===== Supplied information =====

//! Book repository
//!
//! Reads always join the owning author so a `Book` carries `author_name`.
//! List filters are assembled with `QueryBuilder`; every user-supplied value
//! is bound, and LIKE patterns go through `like_pattern`.

use super::like_pattern;
use crate::config::DatabaseDriver;
use crate::db::DynDatabasePool;
use crate::models::{Book, BookAuthor, BookFilter, BookRecord, ListParams, PagedResult};
use anyhow::{Context, Result};
use async_trait::async_trait;
use chrono::Utc;
use sqlx::{
    Database, Encode, MySql, MySqlPool, QueryBuilder, Row, Sqlite, SqlitePool, Transaction, Type,
};
use std::sync::Arc;

const SELECT_BOOK: &str = r#"
    SELECT b.id, b.title, b.author_id, a.name AS author_name, b.publication_year, b.isbn,
           b.created_at, b.updated_at
    FROM books b
    INNER JOIN authors a ON a.id = b.author_id
"#;

const COUNT_BOOKS: &str = "SELECT COUNT(*) FROM books b INNER JOIN authors a ON a.id = b.author_id";

const INSERT_AUTHOR: &str = "INSERT INTO authors (name, created_at) VALUES (?, ?)";

// Row ids start at 1, so 0 excludes nothing.
const NO_EXCLUDE: i64 = 0;

const ISBN_TAKEN: &str = "SELECT COUNT(*) FROM books WHERE isbn = ? AND id <> ?";

const DUPLICATE_EXISTS: &str = r#"
    SELECT COUNT(*)
    FROM books b
    INNER JOIN authors a ON a.id = b.author_id
    WHERE LOWER(b.title) = LOWER(?) AND LOWER(a.name) = LOWER(?) AND b.id <> ?
"#;

/// Book repository trait
///
/// Writes that name a new author insert it in the same transaction as the
/// book, so a failed book write leaves no author behind.
#[async_trait]
pub trait BookRepository: Send + Sync {
    async fn create(&self, record: &BookRecord) -> Result<Book>;

    async fn get_by_id(&self, id: i64) -> Result<Option<Book>>;

    /// Overwrite every field; `None` when the book does not exist
    async fn update(&self, id: i64, record: &BookRecord) -> Result<Option<Book>>;

    async fn delete(&self, id: i64) -> Result<bool>;

    /// Filtered, ordered page of books
    async fn list(&self, filter: &BookFilter, params: &ListParams) -> Result<PagedResult<Book>>;

    /// All books of one author, by title
    async fn list_by_author(&self, author_id: i64) -> Result<Vec<Book>>;

    /// All books shelved in one library, by title
    async fn list_by_library(&self, library_id: i64) -> Result<Vec<Book>>;

    /// Whether another book already uses `isbn`
    async fn isbn_taken(&self, isbn: &str, exclude_id: Option<i64>) -> Result<bool>;

    /// Whether another book has the same title and author name, ignoring case
    async fn duplicate_exists(
        &self,
        title: &str,
        author_name: &str,
        exclude_id: Option<i64>,
    ) -> Result<bool>;
}

/// SQLx-based book repository implementation
pub struct SqlxBookRepository {
    pool: DynDatabasePool,
}

impl SqlxBookRepository {
    pub fn new(pool: DynDatabasePool) -> Self {
        Self { pool }
    }

    pub fn boxed(pool: DynDatabasePool) -> Arc<dyn BookRepository> {
        Arc::new(Self::new(pool))
    }
}

#[async_trait]
impl BookRepository for SqlxBookRepository {
    async fn create(&self, record: &BookRecord) -> Result<Book> {
        let id = match self.pool.driver() {
            DatabaseDriver::Sqlite => create_book_sqlite(self.pool.sqlite_pool()?, record).await?,
            DatabaseDriver::Mysql => create_book_mysql(self.pool.mysql_pool()?, record).await?,
        };

        self.get_by_id(id)
            .await?
            .ok_or_else(|| anyhow::anyhow!("Book not found after insert"))
    }

    async fn get_by_id(&self, id: i64) -> Result<Option<Book>> {
        let sql = format!("{} WHERE b.id = ?", SELECT_BOOK);
        match self.pool.driver() {
            DatabaseDriver::Sqlite => {
                let row = sqlx::query(&sql)
                    .bind(id)
                    .fetch_optional(self.pool.sqlite_pool()?)
                    .await
                    .context("Failed to get book by ID")?;
                row.as_ref().map(row_to_book_sqlite).transpose()
            }
            DatabaseDriver::Mysql => {
                let row = sqlx::query(&sql)
                    .bind(id)
                    .fetch_optional(self.pool.mysql_pool()?)
                    .await
                    .context("Failed to get book by ID")?;
                row.as_ref().map(row_to_book_mysql).transpose()
            }
        }
    }

    async fn update(&self, id: i64, record: &BookRecord) -> Result<Option<Book>> {
        match self.pool.driver() {
            DatabaseDriver::Sqlite => update_book_sqlite(self.pool.sqlite_pool()?, id, record).await?,
            DatabaseDriver::Mysql => update_book_mysql(self.pool.mysql_pool()?, id, record).await?,
        }
        self.get_by_id(id).await
    }

    async fn delete(&self, id: i64) -> Result<bool> {
        let affected = match self.pool.driver() {
            DatabaseDriver::Sqlite => sqlx::query("DELETE FROM books WHERE id = ?")
                .bind(id)
                .execute(self.pool.sqlite_pool()?)
                .await
                .map(|r| r.rows_affected()),
            DatabaseDriver::Mysql => sqlx::query("DELETE FROM books WHERE id = ?")
                .bind(id)
                .execute(self.pool.mysql_pool()?)
                .await
                .map(|r| r.rows_affected()),
        }
        .context("Failed to delete book")?;
        Ok(affected > 0)
    }

    async fn list(&self, filter: &BookFilter, params: &ListParams) -> Result<PagedResult<Book>> {
        match self.pool.driver() {
            DatabaseDriver::Sqlite => list_books_sqlite(self.pool.sqlite_pool()?, filter, params).await,
            DatabaseDriver::Mysql => list_books_mysql(self.pool.mysql_pool()?, filter, params).await,
        }
    }

    async fn list_by_author(&self, author_id: i64) -> Result<Vec<Book>> {
        let sql = format!("{} WHERE b.author_id = ? ORDER BY b.title ASC, b.id ASC", SELECT_BOOK);
        match self.pool.driver() {
            DatabaseDriver::Sqlite => {
                let rows = sqlx::query(&sql)
                    .bind(author_id)
                    .fetch_all(self.pool.sqlite_pool()?)
                    .await
                    .context("Failed to list books by author")?;
                rows.iter().map(row_to_book_sqlite).collect()
            }
            DatabaseDriver::Mysql => {
                let rows = sqlx::query(&sql)
                    .bind(author_id)
                    .fetch_all(self.pool.mysql_pool()?)
                    .await
                    .context("Failed to list books by author")?;
                rows.iter().map(row_to_book_mysql).collect()
            }
        }
    }

    async fn list_by_library(&self, library_id: i64) -> Result<Vec<Book>> {
        let sql = format!(
            "{} INNER JOIN library_books lb ON lb.book_id = b.id \
             WHERE lb.library_id = ? ORDER BY b.title ASC, b.id ASC",
            SELECT_BOOK
        );
        match self.pool.driver() {
            DatabaseDriver::Sqlite => {
                let rows = sqlx::query(&sql)
                    .bind(library_id)
                    .fetch_all(self.pool.sqlite_pool()?)
                    .await
                    .context("Failed to list library books")?;
                rows.iter().map(row_to_book_sqlite).collect()
            }
            DatabaseDriver::Mysql => {
                let rows = sqlx::query(&sql)
                    .bind(library_id)
                    .fetch_all(self.pool.mysql_pool()?)
                    .await
                    .context("Failed to list library books")?;
                rows.iter().map(row_to_book_mysql).collect()
            }
        }
    }

    async fn isbn_taken(&self, isbn: &str, exclude_id: Option<i64>) -> Result<bool> {
        let exclude = exclude_id.unwrap_or(NO_EXCLUDE);
        let count: i64 = match self.pool.driver() {
            DatabaseDriver::Sqlite => sqlx::query_scalar(ISBN_TAKEN)
                .bind(isbn)
                .bind(exclude)
                .fetch_one(self.pool.sqlite_pool()?)
                .await,
            DatabaseDriver::Mysql => sqlx::query_scalar(ISBN_TAKEN)
                .bind(isbn)
                .bind(exclude)
                .fetch_one(self.pool.mysql_pool()?)
                .await,
        }
        .context("Failed to check ISBN uniqueness")?;
        Ok(count > 0)
    }

    async fn duplicate_exists(
        &self,
        title: &str,
        author_name: &str,
        exclude_id: Option<i64>,
    ) -> Result<bool> {
        let exclude = exclude_id.unwrap_or(NO_EXCLUDE);
        let count: i64 = match self.pool.driver() {
            DatabaseDriver::Sqlite => sqlx::query_scalar(DUPLICATE_EXISTS)
                .bind(title)
                .bind(author_name)
                .bind(exclude)
                .fetch_one(self.pool.sqlite_pool()?)
                .await,
            DatabaseDriver::Mysql => sqlx::query_scalar(DUPLICATE_EXISTS)
                .bind(title)
                .bind(author_name)
                .bind(exclude)
                .fetch_one(self.pool.mysql_pool()?)
                .await,
        }
        .context("Failed to check for duplicate book")?;
        Ok(count > 0)
    }
}

/// Append the WHERE clause for `filter` to a query over `books b` joined with
/// `authors a`.
fn push_filters<'a, DB>(qb: &mut QueryBuilder<'a, DB>, filter: &BookFilter)
where
    DB: Database,
    i64: Encode<'a, DB> + Type<DB>,
    i32: Encode<'a, DB> + Type<DB>,
    String: Encode<'a, DB> + Type<DB>,
{
    qb.push(" WHERE 1 = 1");

    if let Some(title) = &filter.title {
        qb.push(" AND LOWER(b.title) LIKE LOWER(")
            .push_bind(like_pattern(title))
            .push(") ESCAPE '!'");
    }
    if let Some(author_id) = filter.author_id {
        qb.push(" AND b.author_id = ").push_bind(author_id);
    }
    if let Some(year) = filter.publication_year {
        qb.push(" AND b.publication_year = ").push_bind(year);
    }
    if let Some(search) = &filter.search {
        let pattern = like_pattern(search);
        qb.push(" AND (LOWER(b.title) LIKE LOWER(")
            .push_bind(pattern.clone())
            .push(") ESCAPE '!' OR LOWER(a.name) LIKE LOWER(")
            .push_bind(pattern)
            .push(") ESCAPE '!')");
    }
}

// ============================================================================
// SQLite implementations
// ============================================================================

async fn author_id_sqlite(tx: &mut Transaction<'_, Sqlite>, author: &BookAuthor) -> Result<i64> {
    match author {
        BookAuthor::Existing(id) => Ok(*id),
        BookAuthor::New(name) => Ok(sqlx::query(INSERT_AUTHOR)
            .bind(name)
            .bind(Utc::now())
            .execute(&mut **tx)
            .await
            .context("Failed to create author")?
            .last_insert_rowid()),
    }
}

=====

Filter the data for the string "Some" and copy every line that has it.

** Answer to the problem **
    if let Some(title) = &filter.title {
    if let Some(author_id) = filter.author_id {
    if let Some(year) = filter.publication_year {
    if let Some(search) = &filter.search {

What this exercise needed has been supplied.